Killing patients in New Orleans

I had heard reports that doctors and nurses in hospitals and makeshift clinics set up in the field have had to perform triage, i.e. deciding which patients should get medical care and supplies, when time and supplies were both running out. That’s tragic, but understandable.

It’s also a world away from taking active steps to euthanize patients, but that’s exactly what was happening too.

Doctors working in hurricane-ravaged New Orleans killed critically ill patients rather than leave them to die in agony as they evacuated.

With gangs of rapists and looters rampaging through wards in the flooded city, senior doctors took the harrowing decision to give massive overdoses of morphine to those they believed could not make it out alive.

One New Orleans doctor told how she “prayed for God to have mercy on her soul” after she ignored every tenet of medical ethics and ended the lives of patients she had earlier fought to save.

What do the looters and rapists have to do with giving critical care to patients? This is where we’ve come in a post-Terri Schiavo world. The Hippocratic oath, which has essentially been meaningless since they stripped out the admonition not to perform abortions, is now in tatters, part of the flotsam and jetsam that was one the Gulf Coast.

I hope that, but don’t expect, the authorities will conduct an investigation and bring to justice those who committed murder, because that’s what this is.
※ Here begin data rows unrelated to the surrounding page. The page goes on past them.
//! Request and response types for mapper operations.

use serde_json::Value;

/// Kind of a single bulk operation.
#[derive(Debug, Clone, Copy, PartialEq, Eq, Hash)]
pub enum BulkAction {
    Index,
    Update,
    Delete,
}

impl BulkAction {
    /// The action name used in the bulk wire format.
    pub fn as_str(&self) -> &'static str {
        match self {
            BulkAction::Index => "index",
            BulkAction::Update => "update",
            BulkAction::Delete => "delete",
        }
    }

    /// Parse a bulk item key. `create` results are treated as index results.
    pub fn from_wire(name: &str) -> Option<Self> {
        match name {
            "index" | "create" => Some(BulkAction::Index),
            "update" => Some(BulkAction::Update),
            "delete" => Some(BulkAction::Delete),
            _ => None,
        }
    }
}

/// One operation inside a bulk request.
#[derive(Debug, Clone, PartialEq)]
pub enum BulkOperation {
    /// Index a full document. `id` is `None` when the backend generates it.
    Index { id: Option<String>, document: Value },
    /// Merge a partial document into an existing one.
    Update { id: String, document: Value },
    Delete { id: String },
}

impl BulkOperation {
    pub fn action(&self) -> BulkAction {
        match self {
            BulkOperation::Index { .. } => BulkAction::Index,
            BulkOperation::Update { .. } => BulkAction::Update,
            BulkOperation::Delete { .. } => BulkAction::Delete,
        }
    }

    pub fn id(&self) -> Option<&str> {
        match self {
            BulkOperation::Index { id, .. } => id.as_deref(),
            BulkOperation::Update { id, .. } | BulkOperation::Delete { id } => Some(id),
        }
    }
}

/// Response to a single-document write (index, update or delete).
#[derive(Debug, Clone, PartialEq, Eq)]
pub struct WriteResponse {
    /// HTTP status of the operation (201 created, 200 ok, 404 not found, ...).
    pub status: u16,
    /// Identifier of the affected document.
    pub id: String,
    /// Backend result word, e.g. `created`, `updated`, `deleted`, `not_found`.
    pub result: Option<String>,
}

/// Result of one item inside a bulk response.
#[derive(Debug, Clone, PartialEq, Eq)]
pub struct BulkItemResponse {
    pub action: BulkAction,
    pub id: Option<String>,
    pub status: u16,
    /// Backend failure reason, present when the item failed.
    pub error: Option<String>,
}

impl BulkItemResponse {
    pub fn is_success(&self) -> bool {
        self.error.is_none() && (200..300).contains(&self.status)
    }

    pub fn is_created(&self) -> bool {
        self.error.is_none() && self.status == 201
    }
}

/// Response to a bulk request, items in request order.
#[derive(Debug, Clone, PartialEq, Eq)]
pub struct BulkResponse {
    pub took_ms: u64,
    /// True when at least one item failed.
    pub errors: bool,
    pub items: Vec<BulkItemResponse>,
}

impl BulkResponse {
    pub fn has_failures(&self) -> bool {
        self.errors || self.items.iter().any(|item| item.error.is_some())
    }

    pub fn failed_count(&self) -> usize {
        self.items.iter().filter(|item| !item.is_success()).count()
    }
}

/// How a bulk response is reconciled into an outcome.
#[derive(Debug, Clone, Copy, PartialEq, Eq)]
pub enum BatchPolicy {
    /// Any failed item fails the whole call with zero reported successes.
    FailFast,
    /// Count the successful items and never fail on partial failure.
    Tally,
}

/// Result of a batch operation for a single item.
///
/// This struct represents the outcome of a single operation within a batch
/// (indexing, updating or deleting one document), matched to the request by
/// position.
#[derive(Debug, Clone, PartialEq, Eq)]
pub struct BatchOperationResult {
    /// Position of the operation in the batch.
    pub position: usize,
    /// Identifier reported by the backend for this item.
    pub id: Option<String>,
    pub status: u16,
    /// Whether the operation succeeded.
    pub success: bool,
    /// Whether the operation created a new document.
    pub created: bool,
    /// Backend failure reason if the operation failed.
    pub error: Option<String>,
}

/// Summary of a batch operation containing aggregate statistics and individual results.
///
/// This allows callers to inspect partial failures of update and delete
/// batches, and to pick up identifiers assigned to created documents.
#[derive(Debug, Clone, PartialEq, Eq, Default)]
pub struct BatchOperationSummary {
    /// Total number of items in the batch.
    pub total: usize,
    /// Number of successful operations.
    pub succeeded: usize,
    /// Number of failed operations.
    pub failed: usize,
    /// Individual results for each item.
    pub results: Vec<BatchOperationResult>,
}

impl BatchOperationSummary {
    /// Summary of a batch that had nothing to do.
    pub fn empty() -> Self {
        Self::default()
    }

    /// Identifier per batch position for items that created a document.
    pub fn assigned_ids(&self) -> Vec<Option<String>> {
        self.results
            .iter()
            .map(|result| if result.created { result.id.clone() } else { None })
            .collect()
    }
}

/// Outcome of a single-document write.
#[derive(Debug, Clone, PartialEq, Eq)]
pub struct WriteOutcome {
    /// Number of documents affected (0 or 1).
    pub affected: usize,
    /// Identifier of the document, as assigned or confirmed by the backend.
    pub id: Option<String>,
}

impl WriteOutcome {
    pub fn none() -> Self {
        Self {
            affected: 0,
            id: None,
        }
    }
}

/// Payload of a condition-based update.
#[derive(Debug, Clone)]
pub enum UpdateSet<'a, T> {
    /// Write the entity's fields, filtered by each field's strategy.
    Entity(&'a T),
    /// Write exactly these fields. Null values are sent as nulls.
    Fields(Vec<(String, Value)>),
}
Doctors, who have been given the power of life and death and yet have been stripped of any sense that there is an objective morality, made active decisions about who would live and who would die.

Share:FacebookX
8 comments
  • Dom asks:
    What do the looters and rapists have to do with giving critical care to patients?

    Nothing. Unless critical care means cooking up a hot shot of dope and taking a life instead of a TV set or someone’s innocence. Birds of a feather…
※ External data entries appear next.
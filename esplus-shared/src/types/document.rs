//! Document metadata types.
//!
//! Every entity stored through the mapper describes itself once with a
//! [`DocumentMetadata`] record: the target index, the identifier field, how
//! identifiers are generated and a descriptor for every persisted field.

use serde::de::DeserializeOwned;
use serde::{Deserialize, Serialize};

/// Write-inclusion policy for a single field.
#[derive(Debug, Clone, Copy, Serialize, Deserialize, PartialEq, Eq, Hash, Default)]
#[serde(rename_all = "SCREAMING_SNAKE_CASE")]
pub enum FieldStrategy {
    /// Always written.
    #[default]
    Default,
    /// Always written, regardless of value.
    Ignored,
    /// Written only when the value is non-null.
    NotNull,
    /// Written only when the value is non-null and, for text, non-empty.
    NotEmpty,
}

/// How document identifiers are produced on insert.
#[derive(Debug, Clone, Copy, Serialize, Deserialize, PartialEq, Eq, Hash, Default)]
#[serde(rename_all = "SCREAMING_SNAKE_CASE")]
pub enum IdType {
    /// The backend assigns the identifier.
    #[default]
    Backend,
    /// A random UUID is generated client-side.
    Uuid,
    /// The identifier is read from the entity's key field.
    Custom,
}

impl std::str::FromStr for IdType {
    type Err = String;

    fn from_str(s: &str) -> Result<Self, Self::Err> {
        match s.trim().to_lowercase().as_str() {
            "backend" | "auto" | "none" => Ok(Self::Backend),
            "uuid" => Ok(Self::Uuid),
            "custom" | "customize" => Ok(Self::Custom),
            other => Err(format!("Unknown id type '{}'", other)),
        }
    }
}

/// Value kind of a field, as far as the codec cares.
#[derive(Debug, Clone, Copy, Serialize, Deserialize, PartialEq, Eq, Hash, Default)]
#[serde(rename_all = "snake_case")]
pub enum FieldKind {
    #[default]
    Plain,
    /// A `chrono::DateTime<Utc>` field, subject to date formatting.
    DateTime,
}

/// Descriptor of one persisted entity field.
#[derive(Debug, Clone, Serialize, Deserialize, PartialEq, Eq)]
pub struct FieldDescriptor {
    /// Field name as it appears in the serialized entity.
    pub name: String,
    pub strategy: FieldStrategy,
    pub kind: FieldKind,
    /// chrono format string, e.g. `%Y-%m-%d %H:%M:%S`.
    pub date_format: Option<String>,
}

impl FieldDescriptor {
    pub fn new(name: impl Into<String>) -> Self {
        Self {
            name: name.into(),
            strategy: FieldStrategy::Default,
            kind: FieldKind::Plain,
            date_format: None,
        }
    }

    pub fn strategy(mut self, strategy: FieldStrategy) -> Self {
        self.strategy = strategy;
        self
    }

    pub fn date_time(mut self) -> Self {
        self.kind = FieldKind::DateTime;
        self
    }

    /// Give the field an explicit date format. Implies [`FieldKind::DateTime`].
    pub fn date_format(mut self, format: impl Into<String>) -> Self {
        self.kind = FieldKind::DateTime;
        self.date_format = Some(format.into());
        self
    }
}

/// Per-type metadata record, computed once and shared read-only.
#[derive(Debug, Clone, Serialize, Deserialize, PartialEq, Eq)]
pub struct DocumentMetadata {
    pub index_name: String,
    /// Name of the identifier field, if the entity carries one.
    pub key_field: Option<String>,
    /// Identifier generation mode. `None` defers to the mapper configuration.
    pub id_type: Option<IdType>,
    pub fields: Vec<FieldDescriptor>,
}

impl DocumentMetadata {
    pub fn new(index_name: impl Into<String>) -> Self {
        Self {
            index_name: index_name.into(),
            key_field: None,
            id_type: None,
            fields: Vec::new(),
        }
    }

    pub fn key_field_name(mut self, name: impl Into<String>) -> Self {
        self.key_field = Some(name.into());
        self
    }

    pub fn id_type_mode(mut self, id_type: IdType) -> Self {
        self.id_type = Some(id_type);
        self
    }

    pub fn field(mut self, descriptor: FieldDescriptor) -> Self {
        self.fields.push(descriptor);
        self
    }

    pub fn field_list(&self) -> &[FieldDescriptor] {
        &self.fields
    }

    pub fn key_field(&self) -> Option<&str> {
        self.key_field.as_deref()
    }

    /// Resolve the id generation mode, falling back to `default` when the
    /// entity does not declare one.
    pub fn id_type(&self, default: IdType) -> IdType {
        self.id_type.unwrap_or(default)
    }

    pub fn index_name(&self) -> &str {
        &self.index_name
    }

    pub fn descriptor(&self, name: &str) -> Option<&FieldDescriptor> {
        self.fields.iter().find(|field| field.name == name)
    }
}

/// An entity type that can be stored and queried through the mapper.
///
/// # Example
///
/// ```
/// use esplus_shared::{Document, DocumentMetadata, FieldDescriptor, FieldStrategy, IdType};
/// use serde::{Deserialize, Serialize};
///
/// #[derive(Serialize, Deserialize)]
/// struct Article {
///     id: Option<String>,
///     title: Option<String>,
/// }
///
/// impl Document for Article {
///     fn describe() -> DocumentMetadata {
///         DocumentMetadata::new("articles")
///             .key_field_name("id")
///             .id_type_mode(IdType::Uuid)
///             .field(FieldDescriptor::new("title").strategy(FieldStrategy::NotEmpty))
///     }
/// }
///
/// assert_eq!(Article::describe().index_name(), "articles");
/// ```
pub trait Document: Serialize + DeserializeOwned + Send + Sync + 'static {
    /// Describe the entity type. Called at most once per type by the
    /// metadata registry.
    fn describe() -> DocumentMetadata;
}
  • I would not be too quick to believe this report since we all know that the media have been known to invent stories that suit their purposes, even if it is just to sensationalize a very terrible situation.

    Many people probably were close to dying and couldn’t be moved or moved without agony—it doesn’t sound like a Nazi mentality, just medical staff with hard decisions and not much time in which to function.  We don’t know the whole situation.
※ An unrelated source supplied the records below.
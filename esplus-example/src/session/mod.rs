//! Session module for the example.
//!
//! Runs a fixed sequence of mapper calls against one index: create the index,
//! write documents, read them back through a few query shapes, update and
//! delete them, then drop the index.

use std::time::Duration;

use chrono::{TimeZone, Utc};
use esplus_repository::{DocumentMapper, UpdateSet};
use esplus_shared::{AggregationKind, ConditionList, GeoDirective, GeoPoint, SearchQuery};
use serde_json::json;
use tokio::time::sleep;
use tracing::{debug, info, instrument, warn};

use crate::document::TestDocument;
use crate::errors::SessionError;

/// Counts collected while the session runs.
#[derive(Debug, Clone, Default, PartialEq, Eq)]
pub struct SessionReport {
    pub inserted: usize,
    /// Documents returned by the grouped condition query.
    pub matched: usize,
    pub updated: usize,
    pub deleted: usize,
    /// Documents counted after the deletes.
    pub remaining: u64,
}

/// Drives the document mapper through insert, query, update and delete.
pub struct Session {
    mapper: DocumentMapper<TestDocument>,
    /// Pause after writes so the backend makes them searchable.
    refresh_wait: Duration,
    /// Drop the index when the session ends.
    cleanup: bool,
}

impl Session {
    /// Create a session waiting one second after writes and cleaning up after itself.
    pub fn new(mapper: DocumentMapper<TestDocument>) -> Self {
        Self {
            mapper,
            refresh_wait: Duration::from_secs(1),
            cleanup: true,
        }
    }

    pub fn with_refresh_wait(mut self, refresh_wait: Duration) -> Self {
        self.refresh_wait = refresh_wait;
        self
    }

    pub fn with_cleanup(mut self, cleanup: bool) -> Self {
        self.cleanup = cleanup;
        self
    }

    /// Run every step in order.
    ///
    /// # Returns
    ///
    /// * `Ok(SessionReport)` - Counts from each step
    /// * `Err(SessionError)` - If a mapper call fails or a read does not
    ///   return what was written
    #[instrument(skip(self), fields(index = %self.mapper.index_name()))]
    pub async fn run(&self) -> Result<SessionReport, SessionError> {
        info!("Starting esplus session");
        let mut report = SessionReport::default();

        self.ensure_index().await?;
        report.inserted = self.write_documents().await?;
        self.settle().await;

        self.check_round_trip().await?;
        report.matched = self.query_documents().await?;

        report.updated = self.update_documents().await?;
        self.settle().await;

        report.deleted = self.delete_documents().await?;
        self.settle().await;

        report.remaining = self.mapper.select_count(&ConditionList::new()).await?;

        if self.cleanup {
            let dropped = self.mapper.delete_index(self.mapper.index_name()).await?;
            debug!(dropped, "Dropped session index");
        }

        info!(
            inserted = report.inserted,
            matched = report.matched,
            updated = report.updated,
            deleted = report.deleted,
            remaining = report.remaining,
            "Session completed"
        );
        Ok(report)
    }

    async fn settle(&self) {
        if !self.refresh_wait.is_zero() {
            sleep(self.refresh_wait).await;
        }
    }

    /// Create the index from the document metadata when it is missing.
    async fn ensure_index(&self) -> Result<(), SessionError> {
        let index = self.mapper.index_name();
        if self.mapper.exists_index(index).await? {
            info!(index, "Index already exists");
            return Ok(());
        }

        let definition = self
            .mapper
            .index_definition()
            .with_property("location", json!({ "type": "geo_point" }))
            .with_property("creator", json!({ "type": "keyword" }));
        self.mapper.create_index(index, &definition.to_body()).await?;
        info!(index, "Created index");
        Ok(())
    }

    fn sample_documents() -> Vec<TestDocument> {
        let created = |day| Utc.with_ymd_and_hms(2024, 3, day, 9, 30, 0).single();
        let mut documents = vec![
            TestDocument::new("doc-2", "rust ownership")
                .with_content("borrowing rules")
                .with_creator("ann")
                .located_at(52.52, 13.40),
            TestDocument::new("doc-3", "rust traits")
                .with_content("dynamic dispatch")
                .with_creator("bob")
                .located_at(48.14, 11.58),
            TestDocument::new("doc-4", "search engines")
                .with_content("inverted index")
                .with_creator("ann")
                .located_at(40.71, -74.00),
            TestDocument::new("doc-5", "rust async")
                .with_content("futures and wakers")
                .with_creator("cid")
                .located_at(52.40, 13.06),
        ];
        for (day, document) in (2..).zip(documents.iter_mut()) {
            document.gmt_create = created(day);
        }
        documents
    }

    /// Insert one document on its own and the rest as a batch.
    async fn write_documents(&self) -> Result<usize, SessionError> {
        // Empty creator is omitted from the stored document.
        let single = TestDocument::new("doc-1", "rust basics")
            .with_content("hello world")
            .with_creator("")
            .located_at(52.50, 13.35);
        let outcome = self.mapper.insert(&single).await?;
        info!(doc_id = ?outcome.id, affected = outcome.affected, "Inserted single document");

        let batch = Self::sample_documents();
        let summary = self.mapper.insert_batch(&batch).await?;
        info!(
            total = summary.total,
            succeeded = summary.succeeded,
            "Inserted document batch"
        );

        Ok(outcome.affected + summary.succeeded)
    }

    /// Read the single document back by id.
    async fn check_round_trip(&self) -> Result<(), SessionError> {
        let fetched = self
            .mapper
            .select_by_id("doc-1")
            .await?
            .ok_or_else(|| SessionError::unexpected("round trip", "doc-1 not found"))?;

        if fetched.id.as_deref() != Some("doc-1") {
            return Err(SessionError::unexpected(
                "round trip",
                format!("expected id doc-1, got {:?}", fetched.id),
            ));
        }
        if fetched.creator.is_some() {
            return Err(SessionError::unexpected(
                "round trip",
                format!("expected no creator, got {:?}", fetched.creator),
            ));
        }
        debug!(document = ?fetched, "Round trip succeeded");
        Ok(())
    }

    /// Run a few query shapes and return the size of the grouped one.
    async fn query_documents(&self) -> Result<usize, SessionError> {
        // title starts with "rust" AND (creator is ann OR creator is bob)
        let grouped = SearchQuery::new(
            ConditionList::new()
                .like_right("title", "rust")
                .and_group(|group| group.eq("creator", "ann").or().eq("creator", "bob")),
        )
        .order_by_asc(["gmt_create"])
        .highlight(["title"], "<em>", "</em>");

        info!(dsl = %self.mapper.get_source(&grouped)?, "Grouped query");
        let documents = self.mapper.select_list(&grouped).await?;
        for document in &documents {
            debug!(doc_id = ?document.id, title = ?document.title, "Matched document");
        }

        let nearby = SearchQuery::all()
            .with_geo(GeoDirective::distance(
                "location",
                GeoPoint::new(52.52, 13.40),
                "50km",
            ))
            .select(["title"]);
        let near = self.mapper.select_list(&nearby).await?;
        info!(count = near.len(), "Documents within 50km of Berlin");

        let per_creator = SearchQuery::new(ConditionList::new().exists("creator"))
            .aggregate(AggregationKind::Terms, "per_creator", "creator")
            .with_limit(0);
        let response = self.mapper.search(&per_creator).await?;
        info!(
            total = response.total,
            aggregations = ?response.aggregations,
            "Documents per creator"
        );

        let recent = ConditionList::new()
            .between("gmt_create", "2024-03-03 00:00:00", "2024-03-31 00:00:00")
            .not_in("creator", ["cid"]);
        let count = self.mapper.select_count(&recent).await?;
        info!(count, "Recent documents not written by cid");

        Ok(documents.len())
    }

    async fn update_documents(&self) -> Result<usize, SessionError> {
        let summary = self
            .mapper
            .update(
                UpdateSet::Fields(vec![("content".to_string(), json!("reviewed by ann"))]),
                &ConditionList::new().eq("creator", "ann"),
            )
            .await?;
        if summary.failed > 0 {
            warn!(failed = summary.failed, "Some condition updates failed");
        }

        let changed = TestDocument::new("doc-3", "rust traits and generics").with_creator("bob");
        let outcome = self.mapper.update_by_id(&changed).await?;

        Ok(summary.succeeded + outcome.affected)
    }

    async fn delete_documents(&self) -> Result<usize, SessionError> {
        let single = self.mapper.delete_by_id("doc-1").await?;

        let batch = self.mapper.delete_batch_by_ids(&["doc-2", "doc-3"]).await?;

        let by_condition = self
            .mapper
            .delete(&ConditionList::new().like_left("title", "engines"))
            .await?;

        Ok(single.affected + batch.succeeded + by_condition.succeeded)
    }
}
  • I’ve read this report as well, a couple of days ago, and have been thinking about it some.

    The hospitals were being evacuated.  What if some of the dying patients could not be moved as the report indicates?  What does a doctor do with a dying patient who cannot be moved and cannot be left behind because thugs are breaking into hospitals in search of drugs.  Do you leave the patient to the tender mercies of someone bent on illegal activity?  To the possibility that the water will come in and drown the patient who is helpless?  Do you stay with the patient who is dying, and thereby neglect the patients who are living, being moved, and in need of your care?

  • Scary. I am an RN and I have signed up to do 2 wks on the Navy hospital ship, the Comfort, which – last time I checked – was docked in Pascagoula, MS. Don’t know where it will be by the time I get there.

    I am a bit nervous about the unknown, but that was a situation (euthanizing patients) that I had not even thought of! Not that I would expect to encounter it on a Navy hospital ship. I am guessing that even on the ground that kind of behavior is not widespread. I can’t imagine most MDs doing that, even under dire circumstances. I do agree though that removing the part of the Hippocratic oath that references abortions was a tragic (or perhaps “evil” would be a better word?) move.

    Anyone here know anything about the Comfort? Their website doesn’t give a whole lot of information.

    Best –

  • The right thing to always ask is What would Jesus have done?  We know – He would stay behind with the weak and sick to explain to the looters that they’re not to harm the innocent – even if it meant martyrdom, no matter.  At the very least, a humane thing would be to leave behind written signs explaining that the weak and ill are to be left alone – to be picked up as soon as possible.  And with God working in mysterious ways, any given looter could have a conversion of heart based on what he sees or hears in a patient’s eyes or words.  We just don’t know.  If this account is true, it’s sad indeed! 

  • I understand that med students no longer swear the Hippocratic oath, nor are medical ethics taught in undergrad med school.

    One of the quotes we got over here (in UK) was a woman doctor (presumably ‘junior’) who said she didn’t really know what she was doing (morally, not clinically)  when she was instructed to give morphine overdoses to the patients by her superior but she ‘hoped’ it was the right thing.

    I don’t think that any doctor any day soon will be arrested and arraigned for murder for this sorry affair.

  • I hope people caught this line in the article Dom linked, “Euthanasia is illegal in Louisiana and the doctors spoke only on condition on anonymity.”

    Doesn’t this make the reporters on this story some kind of accessory after the fact since they are cooperating with the doctors by hiding the identity of people who literally committed murder?